* **PROBLEM STATEMENT**
Identify every line in the records below that contains the word "visible", and reproduce each one.

··········

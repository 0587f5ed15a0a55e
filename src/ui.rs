use ratatui::{
    Frame,
    layout::{Constraint, Layout, Rect},
    style::{Color, Modifier, Style, Stylize},
    text::{Line, Span, Text},
    widgets::{Block, Borders, List, ListItem, Paragraph, Wrap},
};
use crate::app::{ChatWidget, FocusPane};
use crate::state::{Entry, Role, ViewState};

/// Most input rows shown before the input box starts scrolling
const MAX_INPUT_ROWS: u16 = 5;

pub fn render(app: &mut ChatWidget, frame: &mut Frame) {
    let area = frame.area();

    let input_rows = (app.input.split('\n').count() as u16).clamp(1, MAX_INPUT_ROWS);

    // Main layout: header, body, input, footer
    let [header_area, body_area, input_area, footer_area] = Layout::vertical([
        Constraint::Length(1),
        Constraint::Min(0),
        Constraint::Length(input_rows + 2),
        Constraint::Length(1),
    ])
    .areas(area);

    render_header(app, frame, header_area);

    match app.view {
        ViewState::Landing => render_landing(app, frame, body_area),
        ViewState::Conversation => render_conversation(app, frame, body_area),
    }

    render_input(app, frame, input_area);
    render_footer(app, frame, footer_area);
}

fn render_header(app: &ChatWidget, frame: &mut Frame, area: Rect) {
    let title = Line::from(vec![
        Span::styled(" Legal Assistant ", Style::default().fg(Color::Cyan).bold()),
        Span::styled(app.endpoint.clone(), Style::default().fg(Color::Gray)),
        Span::raw(" "),
        Span::styled(
            format!("v{}", env!("CARGO_PKG_VERSION")),
            Style::default().fg(Color::Gray),
        ),
    ]);

    let header = Paragraph::new(title).style(Style::default().bg(Color::DarkGray));
    frame.render_widget(header, area);
}

fn render_landing(app: &mut ChatWidget, frame: &mut Frame, area: Rect) {
    app.chat_area = None;

    let [intro_area, cards_area] = Layout::vertical([
        Constraint::Length(3),
        Constraint::Min(0),
    ])
    .areas(area);

    let intro = Paragraph::new(vec![
        Line::default(),
        Line::from(Span::styled(
            " How can I help you today?",
            Style::default().fg(Color::Cyan).add_modifier(Modifier::BOLD),
        )),
        Line::from(Span::styled(
            " Type a legal question below, or pick a quick prompt to get started.",
            Style::default().fg(Color::DarkGray),
        )),
    ]);
    frame.render_widget(intro, intro_area);

    app.card_areas.clear();
    if app.prompt_cards.is_empty() {
        return;
    }

    let focused = app.focus == FocusPane::Prompts;
    let border_color = if focused { Color::Cyan } else { Color::DarkGray };

    let title = if app.has_refresh_prompts {
        " Quick prompts (Tab to focus, Ctrl+R refresh) "
    } else {
        " Quick prompts (Tab to focus) "
    };

    let block = Block::default()
        .borders(Borders::ALL)
        .border_style(Style::default().fg(border_color))
        .title(title);

    let items: Vec<ListItem> = app
        .prompt_cards
        .iter()
        .map(|card| match &card.question {
            Some(question) if !question.is_empty() => ListItem::new(format!(" {} ", question)),
            _ => ListItem::new(Span::styled(
                " (no question) ",
                Style::default().fg(Color::DarkGray),
            )),
        })
        .collect();

    let mut list = List::new(items).block(block);
    if focused {
        list = list
            .highlight_style(
                Style::default()
                    .bg(Color::Cyan)
                    .fg(Color::Black)
                    .add_modifier(Modifier::BOLD),
            )
            .highlight_symbol("> ");
    }

    frame.render_stateful_widget(list, cards_area, &mut app.prompt_state);

    // One row per visible card, inside the borders
    let inner = Rect::new(
        cards_area.x + 1,
        cards_area.y + 1,
        cards_area.width.saturating_sub(2),
        cards_area.height.saturating_sub(2),
    );
    let offset = app.prompt_state.offset();
    for row in 0..inner.height {
        let index = offset + row as usize;
        if index >= app.prompt_cards.len() {
            break;
        }
        app.card_areas
            .push((index, Rect::new(inner.x, inner.y + row, inner.width, 1)));
    }
}

fn role_line(role: Role) -> Line<'static> {
    let (label, color) = match role {
        Role::User => ("You:", Color::Cyan),
        Role::Bot => ("Assistant:", Color::Yellow),
        Role::Error => ("Error:", Color::Red),
    };
    Line::from(Span::styled(
        label,
        Style::default().fg(color).add_modifier(Modifier::BOLD),
    ))
}

/// Transcript lines, laid out the same way `ChatWidget::transcript_lines` counts them
pub fn transcript_text(app: &ChatWidget) -> Text<'static> {
    let mut lines: Vec<Line> = Vec::new();

    for entry in &app.entries {
        match entry {
            Entry::Message(message) => {
                lines.push(role_line(message.role));
                let style = match message.role {
                    Role::Error => Style::default().fg(Color::Red),
                    _ => Style::default(),
                };
                for (i, paragraph) in message.paragraphs.iter().enumerate() {
                    if i > 0 {
                        lines.push(Line::default());
                    }
                    for line in paragraph.split('\n') {
                        lines.push(Line::from(Span::styled(line.to_string(), style)));
                    }
                }
            }
            Entry::Placeholder(_) => {
                lines.push(role_line(Role::Bot));
                // Animated ellipsis: cycles through ".", "..", "..."
                let dots = ".".repeat((app.animation_frame as usize) + 1);
                lines.push(Line::from(Span::styled(
                    format!("Thinking{}", dots),
                    Style::default().fg(Color::DarkGray).add_modifier(Modifier::ITALIC),
                )));
            }
        }
        lines.push(Line::default());
    }

    Text::from(lines)
}

fn render_conversation(app: &mut ChatWidget, frame: &mut Frame, area: Rect) {
    app.card_areas.clear();
    app.chat_area = Some(area);

    // Store chat area dimensions for scroll calculations (inner size minus borders)
    app.chat_height = area.height.saturating_sub(2);
    app.chat_width = area.width.saturating_sub(2);

    let waiting = if app.is_waiting() { " (waiting for reply) " } else { "" };
    let block = Block::default()
        .borders(Borders::ALL)
        .border_style(Style::default().fg(Color::DarkGray))
        .title(format!(" Conversation{} ", waiting));

    let chat = Paragraph::new(transcript_text(app))
        .block(block)
        .wrap(Wrap { trim: false })
        .scroll((app.scroll, 0));

    frame.render_widget(chat, area);
}

fn render_input(app: &ChatWidget, frame: &mut Frame, area: Rect) {
    let focused = app.focus == FocusPane::Input;
    let border_color = if focused { Color::Yellow } else { Color::DarkGray };

    let input_block = Block::default()
        .borders(Borders::ALL)
        .border_style(Style::default().fg(border_color))
        .title(" Ask a legal question ")
        .title_bottom(Line::from(format!(" {} ", app.counter_text())).right_aligned());

    let inner_width = area.width.saturating_sub(2) as usize;
    let inner_height = area.height.saturating_sub(2) as usize;

    // Cursor row/column inside the (possibly multi-line) input
    let before_cursor: String = app.input.chars().take(app.cursor).collect();
    let cursor_row = before_cursor.matches('\n').count();
    let cursor_col = before_cursor
        .rsplit('\n')
        .next()
        .map(|s| s.chars().count())
        .unwrap_or(0);

    // Scroll offsets to keep the cursor visible
    let col_offset = if inner_width > 0 && cursor_col >= inner_width {
        cursor_col - inner_width + 1
    } else {
        0
    };
    let row_offset = if inner_height > 0 && cursor_row >= inner_height {
        cursor_row - inner_height + 1
    } else {
        0
    };

    let visible: Vec<Line> = app
        .input
        .split('\n')
        .skip(row_offset)
        .take(inner_height)
        .map(|line| Line::from(line.chars().skip(col_offset).take(inner_width).collect::<String>()))
        .collect();

    // Use cyan text to match the "You:" style - visible in both light and dark terminals
    let input = Paragraph::new(visible)
        .style(Style::default().fg(Color::Cyan))
        .block(input_block);

    frame.render_widget(input, area);

    if focused {
        let cursor_x = (cursor_col - col_offset) as u16;
        let cursor_y = (cursor_row - row_offset) as u16;
        frame.set_cursor_position((area.x + cursor_x + 1, area.y + cursor_y + 1));
    }
}

fn render_footer(app: &ChatWidget, frame: &mut Frame, area: Rect) {
    let mode_text = match app.view {
        ViewState::Landing => " START ",
        ViewState::Conversation => " CHAT ",
    };
    let mode_style = Style::default().bg(Color::Blue).fg(Color::White);

    // Key style: dark background with bright text for visibility on both light/dark terminals
    let key_style = Style::default().bg(Color::DarkGray).fg(Color::White);
    let label_style = Style::default().bg(Color::Black).fg(Color::White);

    let mut hints = match app.focus {
        FocusPane::Input => vec![
            Span::styled(" Enter ", key_style),
            Span::styled(" send ", label_style),
            Span::styled(" Shift+Enter ", key_style),
            Span::styled(" newline ", label_style),
        ],
        FocusPane::Prompts => vec![
            Span::styled(" j/k ", key_style),
            Span::styled(" nav ", label_style),
            Span::styled(" Enter ", key_style),
            Span::styled(" ask ", label_style),
        ],
    };

    match app.view {
        ViewState::Landing if !app.prompt_cards.is_empty() => {
            hints.extend(vec![
                Span::styled(" Tab ", key_style),
                Span::styled(" focus ", label_style),
            ]);
        }
        ViewState::Conversation => {
            hints.extend(vec![
                Span::styled(" PgUp/PgDn ", key_style),
                Span::styled(" scroll ", label_style),
            ]);
        }
        _ => {}
    }

    hints.extend(vec![
        Span::styled(" Esc ", key_style),
        Span::styled(" quit ", label_style),
    ]);

    let footer_content = Line::from(
        vec![
            Span::styled(mode_text, mode_style),
            Span::styled(" ", label_style),
        ]
        .into_iter()
        .chain(hints)
        .collect::<Vec<_>>(),
    );

    let footer = Paragraph::new(footer_content).style(Style::default().bg(Color::Black));
    frame.render_widget(footer, area);
}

··········

* **TASK RESPONSE**
    // One row per visible card, inside the borders
    // Scroll offsets to keep the cursor visible
    let visible: Vec<Line> = app
    // Use cyan text to match the "You:" style - visible in both light and dark terminals
    let input = Paragraph::new(visible)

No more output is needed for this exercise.